La migración y la comida comparten una íntima relación que pocas veces –o mejor dicho nunca– hemos podido o querido ver tanto de este lado de la frontera como del otro. En algunas películas o series, uno de los elementos más comunes cuando un restaurante aparece en escena, es el típico chiste de los mexicanos en la cocina con sus piochas, tatuajes de pandillero y un poco de sobrepeso. Si no nos creen, váyanse al último capítulo de Pulp Fiction, una película de 1994 que ya presentaba, sin querer queriendo, una realidad latente.
Así que nos guste o no, resulte ofensivo para muchos y poco comprensible para otros, forma parte de la realidad y el terrible fenómeno de la migración que resume y explica por qué algunos extranjeros conocen mejor la CDMX, los pueblos, las zonas arqueológicas y las playas que los mexicanos que viven allá. Anthony Bourdain, reconocido chef y viajero que murió el 8 de junio de 2018, fue uno de esos “gringos” que podría explicarle a un cocinero en un restaurante de alto perfil en Nueva York, que los taxis que él recuerda ya no son verdes ni bochos, sino Tsurus color rosa con blanco.
Entre sus viajes por todo el mundo, especialmente a México para su icónico programa Parts Unknown, siempre habló de la importancia de la comida mexicana y cómo era mucho más antigua y compleja que la cocina europea.
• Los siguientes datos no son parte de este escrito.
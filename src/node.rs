//! Per-rank composition: join the fabric, build the geometry and tile, start
//! the server task, then drive the compute loop until the whole matrix has
//! been filled and every server has been shut down.

use std::sync::Arc;
use std::thread;
use std::time::Duration;

use mpi::environment::Universe;
use mpi::topology::SystemCommunicator;
use mpi::traits::*;
use mpi::Threading;
use rayon::prelude::*;
use tracing::{debug, info};

use crate::error::InitError;
use crate::geometry::{Layout, TileGeometry};
use crate::server::{Phase, Roles, Server, ServerShared};
use crate::tile::Tile;
use crate::wire::{self, IndexPair, Message, WorkUnit, CLIENT_TAG, SERVER_TAG};
use crate::work::WorkPool;

/// How often the root re-checks the termination predicate while stragglers
/// finish their last units.
const COMPLETION_POLL: Duration = Duration::from_millis(1);

/// Tag for the token passed around when printing tiles in rank order.
const TOKEN_TAG: i32 = 0;

#[derive(Debug, Clone)]
pub struct NodeConfig {
    /// Global matrix dimensions (rows, cols).
    pub dims: (i64, i64),
    /// Block grid, or None to factor one automatically.
    pub blocks: Option<(i64, i64)>,
    pub layout: Layout,
    /// The rank that owns the work pool and initiates shutdown.
    pub root_rank: i32,
}

impl Default for NodeConfig {
    fn default() -> Self {
        Self {
            dims: (10_000, 10_000),
            blocks: None,
            layout: Layout::RowMajor,
            root_rank: 0,
        }
    }
}

/// One rank of the distributed fill.
pub struct Node {
    // This has a custom drop impl which calls MPI_FINALIZE so it needs to
    // outlive everything that talks to the fabric.
    #[allow(unused)]
    universe: Universe,
    world: SystemCommunicator,
    shared: Arc<ServerShared>,
    server: Server,
}

impl Node {
    /// Brings this rank up: fabric, geometry, tile, roles, server task, and
    /// the init barrier. Errors abort before the server task exists.
    pub fn init(config: NodeConfig) -> Result<Self, InitError> {
        Self::init_inner(config, None)
    }

    /// Like [`Node::init`] but filling caller-provided tile storage, handed
    /// back by [`Node::into_tile_buffer`].
    pub fn init_with_buffer(config: NodeConfig, buf: Vec<f64>) -> Result<Self, InitError> {
        Self::init_inner(config, Some(buf))
    }

    fn init_inner(config: NodeConfig, buf: Option<Vec<f64>>) -> Result<Self, InitError> {
        let (universe, threading) = mpi::initialize_with_threading(Threading::Multiple)
            .ok_or(InitError::FabricInit)?;
        if threading != Threading::Multiple {
            return Err(InitError::ThreadingLevel);
        }
        let world = universe.world();

        // The wire datatypes are process-wide; registering them now keeps
        // the server task from racing the first sender over it.
        wire::register_datatypes();

        let geometry = TileGeometry::new(
            world.rank(),
            world.size(),
            config.root_rank,
            config.dims,
            config.blocks,
            config.layout,
        )?;
        let rank = geometry.rank();
        if geometry.is_root() {
            info!(rank, %geometry, "partitioned");
        }

        let tile = match buf {
            Some(buf) => Tile::adopt(buf, geometry.tile_len())?,
            None => Tile::new(geometry.tile_len()),
        };

        let (roles, pool) = if geometry.is_root() {
            (Roles::WORK | Roles::MEMORY, Some(WorkPool::new(&geometry)))
        } else {
            (Roles::MEMORY, None)
        };

        let shared = Arc::new(ServerShared::new(geometry, tile, roles, pool));
        let server = Server::start(Arc::clone(&shared), universe.world())
            .map_err(InitError::ServerSpawn)?;
        world.barrier();

        Ok(Self {
            universe,
            world,
            shared,
            server,
        })
    }

    pub fn rank(&self) -> i32 {
        self.shared.geometry.rank()
    }

    pub fn size(&self) -> i32 {
        self.shared.geometry.size()
    }

    pub fn is_root(&self) -> bool {
        self.shared.geometry.is_root()
    }

    pub fn geometry(&self) -> &TileGeometry {
        &self.shared.geometry
    }

    /// Where this rank's server task currently is in its lifecycle. After
    /// [`Node::run`] returns it is `Stopped` on every rank.
    pub fn server_phase(&self) -> Phase {
        self.server.phase()
    }

    /// The settled value at a global index, when this rank owns it. Only
    /// meaningful after [`Node::run`] has returned.
    pub fn local_value(&self, p: IndexPair) -> Option<f64> {
        let offset = self.shared.geometry.global_to_local_offset(p)?;
        Some(self.shared.tile.load(offset))
    }

    /// Runs the fill to completion: obtains work units until there are none
    /// left, produces their elements with `kernel`, routes every element to
    /// its owning tile, then takes part in the orderly shutdown.
    pub fn run<F>(&mut self, kernel: F)
    where
        F: Fn(i64, i64) -> f64 + Sync,
    {
        let shared = Arc::clone(&self.shared);
        let rank = shared.geometry.rank();
        let root = shared.geometry.root_rank();

        if let Some(pool) = &shared.pool {
            // Root: allocate in-process, skipping the wire.
            info!(rank, "element loop running");
            while let Some(unit) = pool.next_unit(root, 0) {
                self.compute_unit(&unit, &kernel);
                pool.complete(&unit);
            }
            debug!(rank, "element loop drained, waiting for outstanding units");
            while !pool.all_completed() {
                thread::sleep(COMPLETION_POLL);
            }
            info!(rank, "all work completed, shutting down servers");
            let shutdown = Message::shutdown();
            for peer in 0..shared.geometry.size() {
                if peer != rank {
                    self.world
                        .process_at_rank(peer)
                        .send_with_tag(&shutdown, SERVER_TAG);
                }
            }
            self.server.cancel();
        } else {
            // Worker: keep exactly one outstanding request against the root.
            info!(rank, "element loop running");
            self.world
                .process_at_rank(root)
                .send_with_tag(&Message::work_request(), SERVER_TAG);
            loop {
                let (reply, _status) = self
                    .world
                    .process_at_rank(root)
                    .receive_with_tag::<Message>(CLIENT_TAG);
                let Some(unit) = reply.allocated_unit() else {
                    break;
                };
                self.compute_unit(&unit, &kernel);
                self.world
                    .process_at_rank(root)
                    .send_with_tag(&Message::work_complete_and_allocate(&unit), SERVER_TAG);
            }
            info!(rank, "element loop finished");
        }

        self.server.join();
        self.world.barrier();
    }

    /// Produces every element of one unit and routes each to its owner. The
    /// kernel is pure, so the values are computed in parallel; the stores and
    /// sends stay on this thread.
    fn compute_unit<F>(&self, unit: &WorkUnit, kernel: &F)
    where
        F: Fn(i64, i64) -> f64 + Sync,
    {
        let cells: Vec<IndexPair> = unit.cells().collect();
        let values: Vec<f64> = cells.par_iter().map(|p| kernel(p.i, p.j)).collect();
        for (p, value) in cells.into_iter().zip(values) {
            self.shared.write_element(&self.world, p, value);
        }
    }

    /// Geometry and, on the root, work pool state. Mostly useful in logs.
    pub fn summary(&self) -> String {
        let mut out = format!("{}, roles {:?}", self.shared.geometry, self.shared.roles);
        if let Some(pool) = &self.shared.pool {
            out.push('\n');
            out.push_str(&pool.to_string());
        }
        out
    }

    /// Prints the upper-left corner (at most 10x10) of every rank's tile in
    /// rank order, passing a token around so the output does not interleave.
    /// Call after [`Node::run`].
    pub fn print_tile_corners(&self) {
        let g = &self.shared.geometry;
        let rank = g.rank();
        if rank > 0 {
            let (_token, _status) = self
                .world
                .process_at_rank(rank - 1)
                .receive_with_tag::<i32>(TOKEN_TAG);
        } else {
            println!("Sub-matrices in sequence by rank:");
        }
        println!("Rank {rank}:");
        for i in 0..g.tile_rows().min(10) {
            let mut line = String::from("   ");
            for j in 0..g.tile_cols().min(10) {
                if j > 0 {
                    line.push(',');
                }
                line.push_str(&format!(" {:8.3}", self.shared.tile.load(g.local_offset(i, j))));
            }
            println!("{line}");
        }
        if rank + 1 < g.size() {
            self.world
                .process_at_rank(rank + 1)
                .send_with_tag(&1i32, TOKEN_TAG);
        }
    }

    /// Tears the node down and hands back the tile storage.
    pub fn into_tile_buffer(self) -> Vec<f64> {
        let Node {
            universe,
            shared,
            mut server,
            ..
        } = self;
        server.cancel();
        server.join();
        drop(server);
        let shared = Arc::try_unwrap(shared)
            .unwrap_or_else(|_| panic!("server task still holds the tile"));
        drop(universe);
        shared.into_tile().into_vec()
    }
}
En un pequeño ensayo para presentar un episodio de la serie sobre México, el chef escribió: “No es queso derretido sobre una tortilla. No es simple o sencilla. Es, en realidad, antigua, más antigua que las grandes cocinas europeas e, incluso, más compleja, elegante, delicada y sofisticada. El mole puede tomar DÍAS hacerlo, la perfecta combinación de ingredientes minuciosamente preparados a mano. Podría ser, debería ser, una de las cocinas más apasionantes del mundo. Pero sólo si prestamos atención”.
Y con eso, regresamos al tema de la migración y el porqué los mexicanos, aquellos que le “quitan” el trabajo a jóvenes estadounidenses, son los que cocinan la mayor cantidad de platillos, siempre a escondidas y bajo la amenaza de regresar a un país que no valora su propia cultura. A través de sus libros, críticas gastronómicas y programas para la televisión, Bourdain comenzó a hablar de la hipocresía de su propia sociedad ante el rechazo de tener mexicanos trabajando en las cocinas, pero sí saboreando y alabando sus platillos.
“Los americanos aman la comida mexicana. Comemos sus nachos, tacos, burritos, tortas, enchiladas y tamales en enormes cantidades. Amamos las bebidas mexicanas. Nos emborrachamos año con año con mucho tequila, mezcal y cerveza mexicana. Amamos a los mexicanos desde el hecho de que los contratamos. A pesar de nuestra ridícula actitud frente a la migración, queremos que cocinen la mayor cantidad de comida posible para consumirla, queremos que cultiven los ingredientes que necesitamos, limpien nuestras casa, corten el césped, laven nuestros platos, cuiden a nuestros hijos. Entonces, ¿por qué no amamos México?”.
Y mientras los mexicanos les dan de comer a los hijos americanos, mueren los suyos en una guerra contra el narco aparentemente patrocinada por ellos, quienes gastan millones de dólares en las drogas cultivadas –ya no son esos ingredientes que forman parte de un meatloaf preparado por un chef de Michoacán– por campesinos mexicanos y, al mismo tiempo, gastan otros tantos en la lucha contra el paso por la frontera que, lamentablemente, compartimos.
Y así con cada punto de la relación entre Estados Unidos y México; entre esos americanos que hablan con desprecio de los burros-cebras de Tijuana y los mexicanos que le cuentan historias de nahuales a sus hijos. Anthony Bourdain, a través de la gastronomía y un nuevo género para la televisión, habló desde antes que estallara la bomba, antes de que los niños que crecieron entre tortillas y mole, desaparecieran en la frontera que tanto odian, pero necesitan para satisfacer sus pasiones más bajas.